[Stored data Boundary: Start]

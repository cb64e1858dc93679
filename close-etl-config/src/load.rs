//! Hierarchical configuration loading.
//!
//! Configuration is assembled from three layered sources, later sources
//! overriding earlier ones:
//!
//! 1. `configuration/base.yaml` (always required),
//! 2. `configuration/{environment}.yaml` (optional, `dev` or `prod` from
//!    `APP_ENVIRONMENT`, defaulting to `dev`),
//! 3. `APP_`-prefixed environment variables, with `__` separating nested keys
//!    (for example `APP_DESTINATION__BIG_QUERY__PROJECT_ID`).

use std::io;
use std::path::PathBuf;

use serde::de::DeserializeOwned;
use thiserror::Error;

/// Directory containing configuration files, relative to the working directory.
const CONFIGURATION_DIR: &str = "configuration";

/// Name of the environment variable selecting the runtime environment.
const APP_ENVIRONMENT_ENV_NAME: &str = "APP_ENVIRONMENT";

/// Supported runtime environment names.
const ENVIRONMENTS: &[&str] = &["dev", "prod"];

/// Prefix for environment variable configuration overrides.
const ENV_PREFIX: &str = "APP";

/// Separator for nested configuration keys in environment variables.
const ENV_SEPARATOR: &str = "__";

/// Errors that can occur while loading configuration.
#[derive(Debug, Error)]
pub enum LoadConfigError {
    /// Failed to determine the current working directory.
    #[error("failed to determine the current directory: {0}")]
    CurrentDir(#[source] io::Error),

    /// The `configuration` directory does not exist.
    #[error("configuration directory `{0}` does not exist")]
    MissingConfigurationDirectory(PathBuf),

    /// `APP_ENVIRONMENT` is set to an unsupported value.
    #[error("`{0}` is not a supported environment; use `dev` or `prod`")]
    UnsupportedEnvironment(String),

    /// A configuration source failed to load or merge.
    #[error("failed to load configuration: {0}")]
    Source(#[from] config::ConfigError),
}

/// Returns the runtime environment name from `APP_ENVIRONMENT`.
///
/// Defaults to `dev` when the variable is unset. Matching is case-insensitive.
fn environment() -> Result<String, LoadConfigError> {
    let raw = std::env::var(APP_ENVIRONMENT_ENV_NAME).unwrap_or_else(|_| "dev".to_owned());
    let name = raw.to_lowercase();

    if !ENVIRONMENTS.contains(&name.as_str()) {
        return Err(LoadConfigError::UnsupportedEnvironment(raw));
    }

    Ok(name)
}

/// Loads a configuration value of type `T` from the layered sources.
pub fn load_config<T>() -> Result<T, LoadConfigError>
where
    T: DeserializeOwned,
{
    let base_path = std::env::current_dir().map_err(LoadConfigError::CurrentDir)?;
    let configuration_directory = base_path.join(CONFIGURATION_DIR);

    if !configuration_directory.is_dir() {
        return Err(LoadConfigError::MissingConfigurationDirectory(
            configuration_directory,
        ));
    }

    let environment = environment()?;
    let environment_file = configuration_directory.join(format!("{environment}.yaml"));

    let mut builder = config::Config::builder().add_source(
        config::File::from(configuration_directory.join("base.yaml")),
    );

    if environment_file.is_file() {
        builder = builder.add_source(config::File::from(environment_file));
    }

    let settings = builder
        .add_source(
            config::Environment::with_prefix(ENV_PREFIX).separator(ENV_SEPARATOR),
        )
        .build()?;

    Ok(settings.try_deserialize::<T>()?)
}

[Stored data Boundary: End]
[Stored data Boundary: Start]

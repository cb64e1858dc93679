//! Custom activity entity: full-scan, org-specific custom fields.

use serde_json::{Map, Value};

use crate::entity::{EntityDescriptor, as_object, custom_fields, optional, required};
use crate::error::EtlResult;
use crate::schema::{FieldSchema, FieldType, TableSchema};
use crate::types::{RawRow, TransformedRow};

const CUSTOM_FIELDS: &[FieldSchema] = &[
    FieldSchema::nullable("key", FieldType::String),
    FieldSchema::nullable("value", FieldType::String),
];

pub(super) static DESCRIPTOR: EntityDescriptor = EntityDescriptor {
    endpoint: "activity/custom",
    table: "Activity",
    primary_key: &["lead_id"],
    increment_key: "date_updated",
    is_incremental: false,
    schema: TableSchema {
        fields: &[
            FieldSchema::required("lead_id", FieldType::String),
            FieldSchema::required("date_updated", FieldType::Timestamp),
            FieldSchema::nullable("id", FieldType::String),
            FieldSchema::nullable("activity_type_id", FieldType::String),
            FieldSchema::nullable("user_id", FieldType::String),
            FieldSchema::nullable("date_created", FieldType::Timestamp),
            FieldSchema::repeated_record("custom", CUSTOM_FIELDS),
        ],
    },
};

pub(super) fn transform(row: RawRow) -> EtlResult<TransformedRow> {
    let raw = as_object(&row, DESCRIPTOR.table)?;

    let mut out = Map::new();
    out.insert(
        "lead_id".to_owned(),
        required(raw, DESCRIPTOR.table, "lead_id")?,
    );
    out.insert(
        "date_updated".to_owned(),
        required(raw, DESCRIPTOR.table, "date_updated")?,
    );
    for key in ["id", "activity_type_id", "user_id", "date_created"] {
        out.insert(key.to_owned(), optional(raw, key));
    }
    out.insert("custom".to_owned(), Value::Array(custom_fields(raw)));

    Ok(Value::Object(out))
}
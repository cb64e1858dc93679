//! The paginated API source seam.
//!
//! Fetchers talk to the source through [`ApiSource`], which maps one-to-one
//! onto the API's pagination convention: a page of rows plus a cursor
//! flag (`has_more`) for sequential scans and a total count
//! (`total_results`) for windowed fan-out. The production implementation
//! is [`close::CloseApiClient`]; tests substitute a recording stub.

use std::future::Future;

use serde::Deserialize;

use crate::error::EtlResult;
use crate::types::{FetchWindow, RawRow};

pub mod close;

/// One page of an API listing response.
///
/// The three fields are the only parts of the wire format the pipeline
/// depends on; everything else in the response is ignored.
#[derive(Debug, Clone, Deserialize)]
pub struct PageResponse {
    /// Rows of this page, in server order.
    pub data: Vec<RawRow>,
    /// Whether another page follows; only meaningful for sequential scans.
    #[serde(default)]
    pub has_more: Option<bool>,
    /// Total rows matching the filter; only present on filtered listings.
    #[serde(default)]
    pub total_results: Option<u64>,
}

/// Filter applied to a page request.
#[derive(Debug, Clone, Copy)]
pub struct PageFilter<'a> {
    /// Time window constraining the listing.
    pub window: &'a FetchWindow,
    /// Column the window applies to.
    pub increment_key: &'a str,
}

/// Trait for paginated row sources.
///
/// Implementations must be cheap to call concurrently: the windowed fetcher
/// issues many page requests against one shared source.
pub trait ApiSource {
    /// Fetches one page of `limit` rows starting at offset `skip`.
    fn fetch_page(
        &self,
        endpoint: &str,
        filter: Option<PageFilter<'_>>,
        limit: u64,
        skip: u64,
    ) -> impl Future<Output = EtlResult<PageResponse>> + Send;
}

[Stored data Boundary: End]
[Stored data Boundary: Start]

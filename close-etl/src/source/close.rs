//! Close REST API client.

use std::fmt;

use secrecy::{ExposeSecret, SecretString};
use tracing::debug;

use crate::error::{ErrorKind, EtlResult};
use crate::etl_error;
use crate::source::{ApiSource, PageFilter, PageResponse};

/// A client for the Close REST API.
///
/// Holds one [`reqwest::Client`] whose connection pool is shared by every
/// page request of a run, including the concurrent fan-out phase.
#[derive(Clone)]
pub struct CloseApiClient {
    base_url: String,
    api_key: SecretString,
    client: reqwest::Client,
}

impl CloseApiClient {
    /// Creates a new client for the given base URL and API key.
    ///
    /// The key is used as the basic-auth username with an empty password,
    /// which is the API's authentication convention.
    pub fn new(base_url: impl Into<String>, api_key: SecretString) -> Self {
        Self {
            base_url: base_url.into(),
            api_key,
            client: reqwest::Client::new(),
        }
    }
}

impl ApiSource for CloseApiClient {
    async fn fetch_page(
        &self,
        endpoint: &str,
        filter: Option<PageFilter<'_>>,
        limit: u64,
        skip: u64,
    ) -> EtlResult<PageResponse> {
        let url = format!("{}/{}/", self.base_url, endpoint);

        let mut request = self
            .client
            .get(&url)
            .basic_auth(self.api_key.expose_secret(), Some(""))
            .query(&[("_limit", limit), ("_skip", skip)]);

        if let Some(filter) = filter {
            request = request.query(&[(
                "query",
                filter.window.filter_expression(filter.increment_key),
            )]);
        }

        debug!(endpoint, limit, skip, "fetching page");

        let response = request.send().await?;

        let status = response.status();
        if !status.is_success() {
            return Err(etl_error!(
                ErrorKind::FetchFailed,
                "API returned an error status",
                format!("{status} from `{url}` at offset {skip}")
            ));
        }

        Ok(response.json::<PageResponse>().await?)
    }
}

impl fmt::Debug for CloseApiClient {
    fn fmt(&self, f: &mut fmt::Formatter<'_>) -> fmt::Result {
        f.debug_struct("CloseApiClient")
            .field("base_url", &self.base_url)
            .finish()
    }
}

[Stored data Boundary: End]

Problem to work on: What lines in the records contain the word "PathBuf"? Return each one.

Your response:
use std::path::PathBuf;
    MissingConfigurationDirectory(PathBuf),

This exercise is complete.